There Is No God And The Padres Are His Prophets

"I ain't an athlete, I'm a ballplayer." - John Kruk, aka "Mr. Padre"

Like all white sportswriters named Jason, I haven't played organized baseball since the 4th grade. My position: right field. My lifetime average: .000 (I'm told that getting to go to first because the ball hit you in the hands doesn't count as a hit, even if it happens in multiple games). I did play Work Softball for my department's team; there I played first base, and I was a rarity - a contact hitter who used speed to get on base. My team was The Fighting Dugongs: a dugong is a type of manatee, and my Work Softball League was the SeaWorld Coed Recreational. If you live in San Diego at some point you're required by law to work at SeaWorld. Living in Paradise carries with it a heavy price.
Dugong. This particular dugong was acquired by the Padres in exchange for Adrian Gonzalez, a deal that some Padres fans still question.
San Diego, of course, is not a Sports Town. I'm told that many years ago we had a professional football team - NFL, not XFL, even! - but apparently they moved to Los Angeles, which if you're not familiar with it is the blighted vomitscape where the two "Blade Runner" documentaries were filmed. There is a minor league hockey team that plays in the same arena where the San Diego Clippers used to play before they became the LA Generals. Football, basketball, hockey...these are sports that require passion, commitment, and lots and lots of jumping up out of one's seat and yelling. This is anathema to San Diegans. Look outside. It's nice out. It's always nice out. 72 degrees and sunny, 364 days out of the year. I'm in my seat. I'm drinking an IPA produced by one of our 120+ local brewers. I'm eating a fish taco. I don't want to jump up out of my seat. I'll spill my citrusy-piney-dank-with-slight-sourness-must-be-the-Brett-yeast beer. And yelling? It's So Not Chill. It's nice out! You should chill.
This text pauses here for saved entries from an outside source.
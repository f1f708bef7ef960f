/// Validate an object path: `/`, or `/`-separated elements of
/// `[A-Za-z0-9_]`, with no empty or trailing element.
pub(super) const fn validate(bytes: &[u8]) -> bool {
    let [b'/', rest @ ..] = bytes else {
        return false;
    };

    if rest.is_empty() {
        return true;
    }

    let mut rest = rest;
    let mut element = false;

    while let [b, tail @ ..] = rest {
        match b {
            b'A'..=b'Z' | b'a'..=b'z' | b'0'..=b'9' | b'_' => {
                element = true;
            }
            b'/' => {
                if !element {
                    return false;
                }

                element = false;
            }
            _ => return false,
        }

        rest = tail;
    }

    element
}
I will be discussing my deep and unabiding love for the Brown Jersey in a future installment.


No, we're not a Sports Town. We have beaches. Miles of them. Most of the time we'd rather be there, thanks.

But we are a Baseball Town.

Tony Gwynn. Dave Winfield. Trevor Hoffman. Tony Gwynn. Steve Garvey. Rollie Fingers. Goose Gossage. Ozzie Smith. (How 'bout that?) Ed Spiezio. Tony Gwynn. And Mr. Padre himself, John Kruk. Actual baseball players! A few years back, a really nice stadium went up in the heart of downtown San Diego. An actual baseball park! It's quite nice. They sell fish tacos. The Padres have even been to the World Series. Twice! Some of you reading this may have even been alive at the time.


Ed "The Splendid Speez" Spiezio, known to most fans as "Uncle Padre".

If the Padres are not beloved by San Diegans, in the way that the Dodgers are beloved by their fans, they are certainly...beliked. Petco Park sells enough tickets to keep the team here. Most of the games are televised. I suspect that the love isn't there because the Padres are what the actual sportswriters call a "small-market team"; the owners will never have enough money to pay for the great players, and when they get really good ones, they're usually out the door in a season or two. (Waves at Jake Peavy, Adrian Gonzalez, Chase Headley, Heath Bell...) Thus are Padre fans' expectations and accompanying emotions level-set. Like the Cubs and Red Sox fans of yore, we root for perennial Likable Losers, a team with little hope of World Series Glory; unlike them, we are generally happy folk who lead physically healthy and emotionally rich lives thanks in no small part to our beautiful climate. Padres fans are bereft of hope, our prayers to the Baseball Gods go unanswered, but at least there are burritos stuffed with French fries. I am a Padre fan, which is to say that like most San Diegans I enjoy watching them when the surf is flat, I'm hoping that they don't trade Wil Myers, perhaps this year I'll finally buy an authentic jersey, but it's more likely I'll opt for a cap. They're considerably cheaper and can help prevent sunburn.